Implications of HIV-1 M group polymorphisms on integrase inhibitor efficacy and resistance: genetic and structural in silico analyses.

作者信息

Loizidou Eriketi Z, Kousiappa Ioanna, Zeinalipour-Yazdi Constantinos D, Van de Vijver David A M C, Kostrikis Leondios G

机构信息

Department of Biology, University of Cyprus, 75 Kallipoleos Avenue, P.O. Box 20537, 1678 Nicosia, Cyprus.

出版信息

Biochemistry. 2009 Jan 13;48(1):4-6. doi: 10.1021/bi8019349.

Abstract

The extensive polymorphisms among HIV-1 subtypes have been implicated in drug resistance development. Integrase inhibitors represent the latest addition to the treatment of HIV-1, and their efficacy and resistance patterns among M group strains are currently under investigation. This study analyzed the intersubtype variation within 108 integrase sequences from seven subtypes.

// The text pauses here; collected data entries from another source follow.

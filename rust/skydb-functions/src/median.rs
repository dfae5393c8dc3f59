// Licensed to the Apache Software Foundation (ASF) under one
// or more contributor license agreements.  See the NOTICE file
// distributed with this work for additional information
// regarding copyright ownership.  The ASF licenses this file
// to you under the Apache License, Version 2.0 (the
// "License"); you may not use this file except in compliance
// with the License.  You may obtain a copy of the License at
//
//   http://www.apache.org/licenses/LICENSE-2.0
//
// Unless required by applicable law or agreed to in writing,
// software distributed under the License is distributed on an
// "AS IS" BASIS, WITHOUT WARRANTIES OR CONDITIONS OF ANY
// KIND, either express or implied.  See the License for the
// specific language governing permissions and limitations
// under the License.
use std::sync::Arc;

use arrow_array::ArrayRef;
use arrow_schema::{DataType, FieldRef};
use datafusion_common::error::Result;
use datafusion_common::ScalarValue;
use datafusion_expr::{
    scalar_doc_sections::DOC_SECTION_OTHER, Accumulator, ColumnarValue, Documentation, Volatility,
};
use skydb_expr::aggregate_udf::{SkydbAccumulator, SkydbAggregateUDF};
use skydb_expr::matchers::ArgMatcher;

use crate::order_statistics::{
    buffer_state_field, buffer_state_scalar, merge_buffer_states, ValueBuffer,
};

/// median() aggregate UDF implementation
///
/// Returns the median of the accumulated values: the middle value of the
/// sorted sequence, or the mean of the two middle values for even counts.
/// Null values are ignored; a group with no values yields null.
pub fn median_udf() -> SkydbAggregateUDF {
    SkydbAggregateUDF::new(
        "median",
        vec![Arc::new(Median {})],
        Volatility::Immutable,
        Some(median_doc()),
    )
}

fn median_doc() -> Documentation {
    Documentation::builder(
        DOC_SECTION_OTHER,
        "Return the median of a sequence of values",
        "median(value)",
    )
    .with_argument("value", "double: Value to accumulate")
    .with_sql_example("SELECT objectId, median(psfFlux) FROM Source GROUP BY objectId")
    .build()
}

#[derive(Debug)]
struct Median {}

impl SkydbAccumulator for Median {
    fn return_type(&self, args: &[DataType]) -> Result<Option<DataType>> {
        let matcher = ArgMatcher::new(vec![ArgMatcher::is_numeric()], DataType::Float64);
        matcher.match_args(args)
    }

    fn accumulator(
        &self,
        _args: &[DataType],
        _output_type: &DataType,
    ) -> Result<Box<dyn Accumulator>> {
        Ok(Box::new(MedianAccumulator {
            buffer: ValueBuffer::new(),
        }))
    }

    fn state_fields(&self, _args: &[DataType]) -> Result<Vec<FieldRef>> {
        Ok(vec![Arc::new(buffer_state_field("values"))])
    }
}

#[derive(Debug)]
struct MedianAccumulator {
    buffer: ValueBuffer,
}

impl Accumulator for MedianAccumulator {
    fn update_batch(&mut self, values: &[ArrayRef]) -> Result<()> {
        let array = ColumnarValue::Array(values[0].clone())
            .cast_to(&DataType::Float64, None)?
            .to_array(values[0].len())?;
        self.buffer
            .extend_from_array(datafusion_common::cast::as_float64_array(&array)?);
        Ok(())
    }

    fn evaluate(&mut self) -> Result<ScalarValue> {
        Ok(ScalarValue::Float64(self.buffer.median()))
    }

    fn state(&mut self) -> Result<Vec<ScalarValue>> {
        Ok(vec![buffer_state_scalar(&self.buffer)])
    }

    fn merge_batch(&mut self, states: &[ArrayRef]) -> Result<()> {
        merge_buffer_states(&states[0], &mut self.buffer)
    }

    fn size(&self) -> usize {
        size_of::<MedianAccumulator>() + self.buffer.len() * size_of::<f64>()
    }
}

#[cfg(test)]
mod tests {
    use arrow_array::{create_array, Float64Array};
    use datafusion_expr::AggregateUDF;
    use skydb_testing::testers::AggregateUdfTester;

    use super::*;

    fn tester() -> AggregateUdfTester {
        AggregateUdfTester::new(median_udf().into(), vec![DataType::Float64])
    }

    #[test]
    fn udf_metadata() {
        let udf: AggregateUDF = median_udf().into();
        assert_eq!(udf.name(), "median");
        assert!(udf.documentation().is_some());
        assert_eq!(tester().return_type().unwrap(), DataType::Float64);
    }

    #[test]
    fn median_across_batches() {
        let tester = tester();
        // 0..100 split over two partial states
        let first: ArrayRef = Arc::new(Float64Array::from((0..50).map(f64::from).collect::<Vec<_>>()));
        let second: ArrayRef = Arc::new(Float64Array::from((50..100).map(f64::from).collect::<Vec<_>>()));
        let result = tester.aggregate(vec![vec![first], vec![second]]).unwrap();
        assert_eq!(result, ScalarValue::Float64(Some(49.5)));
    }

    #[test]
    fn nulls_are_ignored() {
        let tester = tester();
        let batch: ArrayRef = create_array!(Float64, [Some(1.0), None, Some(3.0), None]);
        let result = tester.aggregate(vec![vec![batch]]).unwrap();
        assert_eq!(result, ScalarValue::Float64(Some(2.0)));
    }

    #[test]
    fn empty_input_is_null() {
        let tester = tester();
        let result = tester.aggregate(vec![]).unwrap();
        assert_eq!(result, ScalarValue::Float64(None));

        let all_null: ArrayRef = create_array!(Float64, [None, None]);
        let result = tester.aggregate(vec![vec![all_null]]).unwrap();
        assert_eq!(result, ScalarValue::Float64(None));
    }

    #[test]
    fn identical_values() {
        let tester = tester();
        let batch: ArrayRef = create_array!(Float64, [7.5, 7.5, 7.5]);
        let result = tester.aggregate(vec![vec![batch]]).unwrap();
        assert_eq!(result, ScalarValue::Float64(Some(7.5)));
    }

    #[test]
    fn single_value() {
        let tester = tester();
        let batch: ArrayRef = create_array!(Float64, [42.0]);
        let result = tester.aggregate(vec![vec![batch]]).unwrap();
        assert_eq!(result, ScalarValue::Float64(Some(42.0)));
    }
}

The residues associated with catalytic activity and primary resistance to raltegravir were highly conserved among all strains. Variations were observed in residues associated with secondary resistance. Molecular modeling studies indicated a two-way binding mode of raltegravir that explains the resistance pathways and the implication of nonconservative mutations in integrase-raltegravir interactions.

摘要

HIV-1各亚型之间广泛的多态性与耐药性的产生有关。整合酶抑制剂是治疗HIV-1的最新药物,目前正在研究它们在M组毒株中的疗效和耐药模式。本研究分析了来自7个亚型的108个整合酶序列的亚型间变异。与催化活性和对拉替拉韦的主要耐药性相关的残基在所有毒株中高度保守。在与次要耐药性相关的残基中观察到变异。分子建模研究表明拉替拉韦存在双向结合模式,这解释了耐药途径以及整合酶-拉替拉韦相互作用中非保守突变的影响。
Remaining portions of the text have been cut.